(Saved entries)
=====

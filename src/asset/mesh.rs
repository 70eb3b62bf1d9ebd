use super::primitive::PrimitiveAsset;

#[derive(Debug, Clone)]
pub struct MeshAsset {
    pub name: Option<String>,
    pub primitives: Vec<PrimitiveAsset>,
}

=====

> _PROBLEM_
All of the data above must be retyped exactly.

> _YOUR RESPONSE_
filename src/asset/mesh.rs
repository 70eb3b62bf1d9ebd
use super::primitive::PrimitiveAsset;

#[derive(Debug, Clone)]
pub struct MeshAsset {
    pub name: Option<String>,
    pub primitives: Vec<PrimitiveAsset>,
}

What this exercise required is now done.